In May of 2015, the NIST issued the world’s first genome reference material (NIST RM 8398)—detailing the genetic makeup for a woman with European ancestry. Now, all five RMs will serve as a collection of well-characterized, whole genome standards that can tell a laboratory how well its DNA sequencing processes are working by measuring the performance of the equipment, chemistry, and data analysis involved.
Specifically, the new RMs are as follows:
- NIST RM 8391—male of Eastern European Ashkenazic Jewish ancestry
- NIST RM 8392—male son, father, and mother who are a family of Eastern European Ashkenazic Jewish ancestry (with the son’s genome being the same released as NIST RM 8391)
- NIST RM 8393—male of East Asian (Chinese) ancestry
- NIST RM 8375—genomes for four bacterial species: Salmonella typhimurium LT2, Staphylococcus aureus, Pseudomonas aeruginosa and Clostridium sporogenes
The human RMs provide a baseline for comparing and contrasting genes from distinctly different lineages while the Ashkenazic trio set aids the analysis of genetic links between family members. The bacterial genomes come from species that challenge the technical performance of sequencing methods and have been determined by the FDA to have significant relevance to the research of public health issues such as food contamination, antibiotic resistance, and hospital-acquired infections.
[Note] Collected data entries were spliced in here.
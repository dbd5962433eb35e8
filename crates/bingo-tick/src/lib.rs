//! Number-calling clock for Bingo Hall rooms.
//!
//! A [`DrawClock`] starts disarmed: a waiting room has nothing to call.
//! [`DrawClock::arm`] schedules the first tick after the pre-start delay,
//! then ticks once per call interval until [`DrawClock::disarm`].
//!
//! # Integration
//!
//! The clock sits inside a room actor's `tokio::select!` loop:
//!
//! ```ignore
//! loop {
//!     tokio::select! {
//!         Some(cmd) = cmd_rx.recv() => { /* joins, marks, claims */ }
//!         tick = clock.wait_for_tick() => self.call_next_number(tick),
//!     }
//! }
//! ```
//!
//! While disarmed, [`DrawClock::wait_for_tick`] pends forever, so the
//! `select!` only ever wakes for commands.

use std::time::Duration;

use tokio::time::{self, Instant};
use tracing::{debug, trace, warn};

// ---------------------------------------------------------------------------
// Configuration
// ---------------------------------------------------------------------------

/// Configuration for one room's clock.
#[derive(Debug, Clone, PartialEq, Eq)]
pub struct ClockConfig {
    /// Time between consecutive calls.
    pub interval: Duration,
    /// Time from arming to the first call.
    pub start_delay: Duration,
}

impl Default for ClockConfig {
    fn default() -> Self {
        Self {
            interval: Duration::from_secs(3),
            start_delay: Duration::from_secs(10),
        }
    }
}

impl ClockConfig {
    /// Shortest interval the clock will run at.
    pub const MIN_INTERVAL: Duration = Duration::from_millis(1);

    pub fn new(interval: Duration, start_delay: Duration) -> Self {
        Self {
            interval,
            start_delay,
        }
    }

    /// Clamp out-of-range values so the config is safe to use.
    ///
    /// Called by [`DrawClock::new`]. A zero interval would spin the room
    /// actor, so it is raised to [`Self::MIN_INTERVAL`].
    pub fn validated(mut self) -> Self {
        if self.interval < Self::MIN_INTERVAL {
            warn!(interval = ?self.interval, "call interval below minimum, clamping");
            self.interval = Self::MIN_INTERVAL;
        }
        self
    }
}

// ---------------------------------------------------------------------------
// Tick info
// ---------------------------------------------------------------------------

/// Returned by [`DrawClock::wait_for_tick`].
#[derive(Debug, Clone, PartialEq, Eq)]
pub struct TickInfo {
    /// Ticks since the clock was last armed, starting at 1.
    pub tick: u64,
    /// `true` if the tick fired more than 10% of an interval late.
    pub overrun: bool,
    /// Whole intervals lost to the overrun.
    pub ticks_skipped: u64,
}

// ---------------------------------------------------------------------------
// Clock
// ---------------------------------------------------------------------------

/// Paced tick source for one room.
///
/// A late tick restarts the cadence from the moment it fired, so players
/// never see two calls back-to-back after a stall.
pub struct DrawClock {
    config: ClockConfig,
    /// `None` while disarmed.
    next_tick: Option<Instant>,
    tick_count: u64,
}

impl DrawClock {
    /// Creates a disarmed clock.
    pub fn new(config: ClockConfig) -> Self {
        let config = config.validated();
        debug!(
            interval_ms = config.interval.as_millis() as u64,
            start_delay_ms = config.start_delay.as_millis() as u64,
            "draw clock created"
        );
        Self {
            config,
            next_tick: None,
            tick_count: 0,
        }
    }

    /// Schedules the first tick exactly `start_delay` from now.
    ///
    /// Returns `false` (and changes nothing) if already armed.
    pub fn arm(&mut self) -> bool {
        if self.next_tick.is_some() {
            return false;
        }
        self.tick_count = 0;
        self.next_tick = Some(Instant::now() + self.config.start_delay);
        debug!(delay_ms = self.config.start_delay.as_millis() as u64, "draw clock armed");
        true
    }

    /// Stops ticking. Idempotent.
    pub fn disarm(&mut self) {
        if self.next_tick.take().is_some() {
            debug!(ticks = self.tick_count, "draw clock disarmed");
        }
    }

    pub fn is_armed(&self) -> bool {
        self.next_tick.is_some()
    }

    /// Waits until the next tick is due.
    ///
    /// Pends forever while disarmed. Cancel-safe: dropping the future
    /// before it resolves leaves the schedule untouched.
    pub async fn wait_for_tick(&mut self) -> TickInfo {
        let Some(due) = self.next_tick else {
            std::future::pending::<()>().await;
            unreachable!()
        };

        time::sleep_until(due).await;

        let now = Instant::now();
        let interval = self.config.interval;
        self.tick_count += 1;

        let late_by = now.saturating_duration_since(due);
        let overrun = late_by > interval / 10;
        let ticks_skipped = if overrun {
            (late_by.as_nanos() / interval.as_nanos()) as u64
        } else {
            0
        };
        if ticks_skipped > 0 {
            warn!(
                tick = self.tick_count,
                skipped = ticks_skipped,
                late_ms = late_by.as_millis() as u64,
                "draw clock stalled, restarting cadence"
            );
        }
        self.next_tick = Some(now + interval);
        trace!(tick = self.tick_count, overrun, "draw tick");

        TickInfo {
            tick: self.tick_count,
            overrun,
            ticks_skipped,
        }
    }

    /// Ticks since the last `arm`.
    pub fn tick_count(&self) -> u64 {
        self.tick_count
    }

    pub fn interval(&self) -> Duration {
        self.config.interval
    }

    pub fn start_delay(&self) -> Duration {
        self.config.start_delay
    }
}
Reference materials are critical to properly evaluate the next-generation of gene sequencing and genetic testing methods that will increase the reliability and effectiveness of precision medicine, in which a patient’s genetic profile is used to create treatments and therapies unique to that individual. Sequencing devices take long strings of a person's DNA and randomly chop them into small pieces that can be individually analyzed to determine their sequence of letters from the genetic code. The sequenced pieces can then be compared to a well-defined “reference sequence” to identify differences between the two codes. The differences reveal where mutations may have occurred in specific genes.
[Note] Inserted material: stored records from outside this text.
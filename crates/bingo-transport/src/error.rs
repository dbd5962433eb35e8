/// Errors that can occur in the transport layer.
#[derive(Debug, thiserror::Error)]
pub enum TransportError {
    /// The peer went away or the socket was already closed.
    #[error("connection closed: {0}")]
    ConnectionClosed(String),

    #[error("send failed: {0}")]
    SendFailed(#[source] std::io::Error),

    #[error("receive failed: {0}")]
    ReceiveFailed(#[source] std::io::Error),

    /// Binding the listener or completing the WebSocket upgrade failed.
    #[error("accept failed: {0}")]
    AcceptFailed(#[source] std::io::Error),
}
Yet, biases and blind spots for certain sequences contribute to uncertainties or errors in the sequence analysis. These biases can lead to hundreds of thousands of disagreements between different sequencing results for the same human genome. To better understand these biases, laboratories can now compare their DNA sequences to those obtained from the DNA in any or all of the human genome RMs. The reference materials have been extensively characterized with multiple techniques, with the results weighted and analyzed to eliminate as much bias and error as possible.
The new NIST human genome RMs increase the ability of DNA sequencing laboratories to be more confident in their reporting of true positives, false positives, true negatives, and false negatives—significantly improving genetic tests used for disease risk prediction, diagnosis, and progression tracking. Similarly, the standardized microbial genomes can be used to assess the performance of high-throughput methods for microbial DNA sequencing.